Every line containing the word "capability" must be pulled from the records.
══ SUPPLIED MATERIAL
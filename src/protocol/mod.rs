//! Message protocol engine (component C): frames, signs, verifies,
//! deduplicates, acknowledges and retransmits wire messages (§4.3) over a
//! `tokio::select!` event loop.

mod dedup;
mod errors;
mod pending;

pub use errors::{DispatchError, ProtocolError};

use std::sync::Arc;

use async_trait::async_trait;
use parking_lot::Mutex;
use slog::Logger;
use tokio::time::sleep;

use crate::config::RetryConfig;
use crate::messages::{Ack, Message, RejectTransfer};
use crate::primitives::signing::PrivateKey;
use crate::primitives::Address;
use crate::transport::{Transport, TransportError, MAX_FRAME_BYTES};

use dedup::DedupCache;
use pending::PendingAckTable;

/// The coordinator's inbound-delivery capability, injected into the engine
/// so that `protocol` need not depend on the concrete `Node` type (§9:
/// "channels receive the coordinator's outbound-message capability as an
/// injected collaborator" — the same pattern applied at the protocol/node
/// seam).
#[async_trait]
pub trait Dispatcher: Send + Sync {
    async fn dispatch(&self, message: Message) -> Result<(), DispatchError>;
}

pub struct ProtocolEngine {
    address: Address,
    private_key: PrivateKey,
    transport: Arc<dyn Transport>,
    dispatcher: Arc<dyn Dispatcher>,
    retry: RetryConfig,
    pending: PendingAckTable,
    dedup: Mutex<DedupCache>,
    log: Logger,
}

impl ProtocolEngine {
    #[allow(clippy::too_many_arguments)]
    pub fn new(
        address: Address,
        private_key: PrivateKey,
        transport: Arc<dyn Transport>,
        dispatcher: Arc<dyn Dispatcher>,
        retry: RetryConfig,
        dedup_lru_capacity: usize,
        max_pending_per_peer: usize,
        log: Logger,
    ) -> Self {
        Self {
            address,
            private_key,
            transport,
            dispatcher,
            retry,
            pending: PendingAckTable::new(max_pending_per_peer),
            dedup: Mutex::new(DedupCache::new(dedup_lru_capacity)),
            log,
        }
    }

    /// Signs `message` (unless it is the wire-unsigned `Ack` kind) and
    /// sends it to `recipient`, retrying with exponential backoff until an
    /// `Ack`/`RejectTransfer` arrives or the retry budget is exhausted
    /// (§4.3 Send protocol).
    pub async fn send(&self, recipient: Address, mut message: Message) -> Result<(), ProtocolError> {
        message.sign(&self.private_key)?;
        let bytes = message.to_wire_bytes();
        if bytes.len() > MAX_FRAME_BYTES {
            return Err(ProtocolError::Transport(TransportError::FrameTooLarge {
                max: MAX_FRAME_BYTES,
                actual: bytes.len(),
            }));
        }
        let msghash = message.msghash();

        let (_permit, mut ack_rx) = self.pending.register(recipient, msghash).await;

        let mut delay = self.retry.base_delay;
        for attempt in 0..=self.retry.max_retries {
            if let Err(err) = self.transport.send_raw(recipient, bytes.clone()).await {
                debug!(self.log, "send_raw failed, will retry"; "recipient" => %recipient, "attempt" => attempt, "error" => %err);
            }

            tokio::select! {
                outcome = &mut ack_rx => {
                    self.pending.remove(recipient, msghash);
                    return match outcome {
                        Ok(Ok(())) => Ok(()),
                        Ok(Err(reason_code)) => Err(ProtocolError::Rejected { peer: recipient, reason_code }),
                        Err(_) => Err(ProtocolError::UnreachablePeer { peer: recipient }),
                    };
                }
                _ = sleep(delay) => {
                    delay = (delay * self.retry.backoff_factor).min(self.retry.max_delay);
                }
            }
        }

        self.pending.remove(recipient, msghash);
        warn!(self.log, "peer unreachable after retry budget exhausted"; "recipient" => %recipient);
        Err(ProtocolError::UnreachablePeer { peer: recipient })
    }

    /// Deserializes, verifies, dedups, dispatches, and acks/rejects an
    /// inbound raw frame (§4.3 Receive protocol). Signature or
    /// deserialization failures are silently dropped (§7 propagation
    /// policy); everything else yields exactly one dispatch and exactly
    /// one ack or reject per distinct `(sender, msghash)` (§8 idempotence laws).
    pub async fn on_raw(&self, bytes: Vec<u8>) {
        let message = match Message::from_wire_bytes(&bytes) {
            Ok(message) => message,
            Err(err) => {
                debug!(self.log, "dropping undecodable frame"; "error" => %err);
                return;
            }
        };

        let sender = match message.verify() {
            Ok(sender) => sender,
            Err(err) => {
                debug!(self.log, "dropping message with invalid signature"; "error" => %err);
                return;
            }
        };

        let msghash = message.msghash();

        match &message {
            Message::Ack(Ack { echo, .. }) => {
                self.pending.complete(sender, *echo, Ok(()));
                return;
            }
            Message::RejectTransfer(reject) => {
                self.pending.complete(sender, reject.echo, Err(reject.reason_code));
                return;
            }
            _ => {}
        }

        let cache_key = (sender, msghash);
        if let Some(cached_response) = self.dedup.lock().get(&cache_key).cloned() {
            debug!(self.log, "duplicate delivery, re-emitting cached response"; "sender" => %sender);
            let _ = self.transport.send_raw(sender, cached_response).await;
            return;
        }

        match self.dispatcher.dispatch(message).await {
            Ok(()) => {
                let mut ack = Message::Ack(Ack { sender: self.address, echo: msghash });
                let _ = ack.sign(&self.private_key);
                let ack_bytes = ack.to_wire_bytes();
                self.dedup.lock().insert(cache_key, ack_bytes.clone());
                let _ = self.transport.send_raw(sender, ack_bytes).await;
            }
            Err(domain_error) => {
                debug!(self.log, "rejecting message"; "sender" => %sender, "reason" => %domain_error.reason);
                let mut reject = Message::RejectTransfer(RejectTransfer {
                    sender: self.address,
                    echo: msghash,
                    reason_code: domain_error.reason_code,
                    signature: Vec::new(),
                });
                if let Err(err) = reject.sign(&self.private_key) {
                    error!(self.log, "failed to sign rejection, dropping"; "error" => %err);
                    return;
                }
                let reject_bytes = reject.to_wire_bytes();
                self.dedup.lock().insert(cache_key, reject_bytes.clone());
                let _ = self.transport.send_raw(sender, reject_bytes).await;
            }
        }
    }
}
════
* SOLUTION FOR THIS EXERCISE *
/// The coordinator's inbound-delivery capability, injected into the engine
/// "channels receive the coordinator's outbound-message capability as an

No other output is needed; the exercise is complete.